Write out the whole listing below so that every line matches exactly.
[THE INPUT — start]
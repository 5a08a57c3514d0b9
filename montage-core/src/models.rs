use chrono::{DateTime, Utc};
use mongodb::bson::oid::ObjectId;
use serde::{Deserialize, Serialize};
use serde_json::Value;

use crate::progress::ProgressUpdate;
use crate::response::UploadOutcome;

/// Stable identity for one upload task, derived from the file's name,
/// byte size and last-modified timestamp so the same file always maps
/// to the same progress/speed/ETA entries.
#[derive(Debug, Clone, PartialEq, Eq, Hash, Serialize, Deserialize)]
#[serde(transparent)]
pub struct TaskId(pub String);

impl TaskId {
    pub fn derive(file_name: &str, size: u64, modified_ms: i64) -> Self {
        Self(format!("{}-{}-{}", file_name, size, modified_ms))
    }
}

impl std::fmt::Display for TaskId {
    fn fmt(&self, f: &mut std::fmt::Formatter<'_>) -> std::fmt::Result {
        write!(f, "{}", self.0)
    }
}

#[derive(Debug, Clone, Copy, PartialEq, Eq, Serialize, Deserialize)]
#[serde(rename_all = "lowercase")]
pub enum TaskStatus {
    Pending,
    Uploading,
    Completed,
    Error,
}

impl TaskStatus {
    pub fn is_terminal(&self) -> bool {
        matches!(self, TaskStatus::Completed | TaskStatus::Error)
    }
}

#[derive(Debug, Clone, Copy, PartialEq, Eq, Serialize, Deserialize)]
#[serde(rename_all = "lowercase")]
pub enum BatchStatus {
    Idle,
    Uploading,
    Completed,
    Error,
}

/// Read-only description of a task handed back to the caller.
#[derive(Debug, Clone)]
pub struct TaskSummary {
    pub id: TaskId,
    pub file_name: String,
    pub size: u64,
}

#[derive(Debug, Clone)]
pub struct TaskEvent {
    pub task: TaskId,
    pub phase: TaskPhase,
}

#[derive(Debug, Clone)]
pub enum TaskPhase {
    Started { total_bytes: u64 },
    Progress(ProgressUpdate),
    Completed(UploadOutcome),
    Failed { error: String, cancelled: bool },
}

#[derive(Debug, Clone, Copy, PartialEq, Eq, Serialize, Deserialize)]
#[serde(rename_all = "lowercase")]
pub enum MediaKind {
    Image,
    Video,
}

impl MediaKind {
    /// Anything that is not an image is treated as video, matching the
    /// two kinds the project wizard distinguishes.
    pub fn from_mime(mime_type: Option<&str>) -> Self {
        match mime_type {
            Some(m) if m.starts_with("image/") => MediaKind::Image,
            _ => MediaKind::Video,
        }
    }

    pub fn as_str(&self) -> &'static str {
        match self {
            MediaKind::Image => "image",
            MediaKind::Video => "video",
        }
    }
}

impl std::fmt::Display for MediaKind {
    fn fmt(&self, f: &mut std::fmt::Formatter<'_>) -> std::fmt::Result {
        f.write_str(self.as_str())
    }
}

/// Metadata row persisted once per successfully hosted file.
#[derive(Debug, Serialize, Deserialize, Clone)]
pub struct MediaRecord {
    #[serde(rename = "_id", skip_serializing_if = "Option::is_none")]
    pub id: Option<ObjectId>,
    pub project_id: String,
    pub user_email: String,
    pub file_name: String,
    pub file_type: MediaKind,
    pub file_size: u64,
    pub cloudinary_url: String,
    pub chapter: Option<String>,
    pub chapter_style: Option<Value>,
    pub duration: Option<f64>,
    /// `"1920x1080"` when the media host reports dimensions.
    pub resolution: Option<String>,
    pub created_at: DateTime<Utc>,
    pub updated_at: DateTime<Utc>,
}

/// Server-side state correlating the init call of a chunked upload
/// with its chunk and finalize calls. Lives in the session store, not
/// in any single request's process memory.
#[derive(Debug, Serialize, Deserialize, Clone)]
pub struct ChunkSession {
    pub session_id: String,
    pub file_name: String,
    pub file_size: u64,
    pub mime_type: Option<String>,
    pub total_chunks: u32,
    pub project_id: Option<String>,
    pub user_email: Option<String>,
    pub chapter: Option<String>,
    pub chapter_style: Option<Value>,
    pub created_at: DateTime<Utc>,
}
[THE INPUT — finish]
* OUTPUT OF THE TASK:
repository 5a08a57c3514d0b9
filename montage-core/src/models.rs
use chrono::{DateTime, Utc};
use mongodb::bson::oid::ObjectId;
use serde::{Deserialize, Serialize};
use serde_json::Value;

use crate::progress::ProgressUpdate;
use crate::response::UploadOutcome;

/// Stable identity for one upload task, derived from the file's name,
/// byte size and last-modified timestamp so the same file always maps
/// to the same progress/speed/ETA entries.
#[derive(Debug, Clone, PartialEq, Eq, Hash, Serialize, Deserialize)]
#[serde(transparent)]
pub struct TaskId(pub String);

impl TaskId {
    pub fn derive(file_name: &str, size: u64, modified_ms: i64) -> Self {
        Self(format!("{}-{}-{}", file_name, size, modified_ms))
    }
}

impl std::fmt::Display for TaskId {
    fn fmt(&self, f: &mut std::fmt::Formatter<'_>) -> std::fmt::Result {
        write!(f, "{}", self.0)
    }
}

#[derive(Debug, Clone, Copy, PartialEq, Eq, Serialize, Deserialize)]
#[serde(rename_all = "lowercase")]
pub enum TaskStatus {
    Pending,
    Uploading,
    Completed,
    Error,
}

impl TaskStatus {
    pub fn is_terminal(&self) -> bool {
        matches!(self, TaskStatus::Completed | TaskStatus::Error)
    }
}

#[derive(Debug, Clone, Copy, PartialEq, Eq, Serialize, Deserialize)]
#[serde(rename_all = "lowercase")]
pub enum BatchStatus {
    Idle,
    Uploading,
    Completed,
    Error,
}

/// Read-only description of a task handed back to the caller.
#[derive(Debug, Clone)]
pub struct TaskSummary {
    pub id: TaskId,
    pub file_name: String,
    pub size: u64,
}

#[derive(Debug, Clone)]
pub struct TaskEvent {
    pub task: TaskId,
    pub phase: TaskPhase,
}

#[derive(Debug, Clone)]
pub enum TaskPhase {
    Started { total_bytes: u64 },
    Progress(ProgressUpdate),
    Completed(UploadOutcome),
    Failed { error: String, cancelled: bool },
}

#[derive(Debug, Clone, Copy, PartialEq, Eq, Serialize, Deserialize)]
#[serde(rename_all = "lowercase")]
pub enum MediaKind {
    Image,
    Video,
}

impl MediaKind {
    /// Anything that is not an image is treated as video, matching the
    /// two kinds the project wizard distinguishes.
    pub fn from_mime(mime_type: Option<&str>) -> Self {
        match mime_type {
            Some(m) if m.starts_with("image/") => MediaKind::Image,
            _ => MediaKind::Video,
        }
    }

    pub fn as_str(&self) -> &'static str {
        match self {
            MediaKind::Image => "image",
            MediaKind::Video => "video",
        }
    }
}

impl std::fmt::Display for MediaKind {
    fn fmt(&self, f: &mut std::fmt::Formatter<'_>) -> std::fmt::Result {
        f.write_str(self.as_str())
    }
}

/// Metadata row persisted once per successfully hosted file.
#[derive(Debug, Serialize, Deserialize, Clone)]
pub struct MediaRecord {
    #[serde(rename = "_id", skip_serializing_if = "Option::is_none")]
    pub id: Option<ObjectId>,
    pub project_id: String,
    pub user_email: String,
    pub file_name: String,
    pub file_type: MediaKind,
    pub file_size: u64,
    pub cloudinary_url: String,
    pub chapter: Option<String>,
    pub chapter_style: Option<Value>,
    pub duration: Option<f64>,
    /// `"1920x1080"` when the media host reports dimensions.
    pub resolution: Option<String>,
    pub created_at: DateTime<Utc>,
    pub updated_at: DateTime<Utc>,
}

/// Server-side state correlating the init call of a chunked upload
/// with its chunk and finalize calls. Lives in the session store, not
/// in any single request's process memory.
#[derive(Debug, Serialize, Deserialize, Clone)]
pub struct ChunkSession {
    pub session_id: String,
    pub file_name: String,
    pub file_size: u64,
    pub mime_type: Option<String>,
    pub total_chunks: u32,
    pub project_id: Option<String>,
    pub user_email: Option<String>,
    pub chapter: Option<String>,
    pub chapter_style: Option<Value>,
    pub created_at: DateTime<Utc>,
}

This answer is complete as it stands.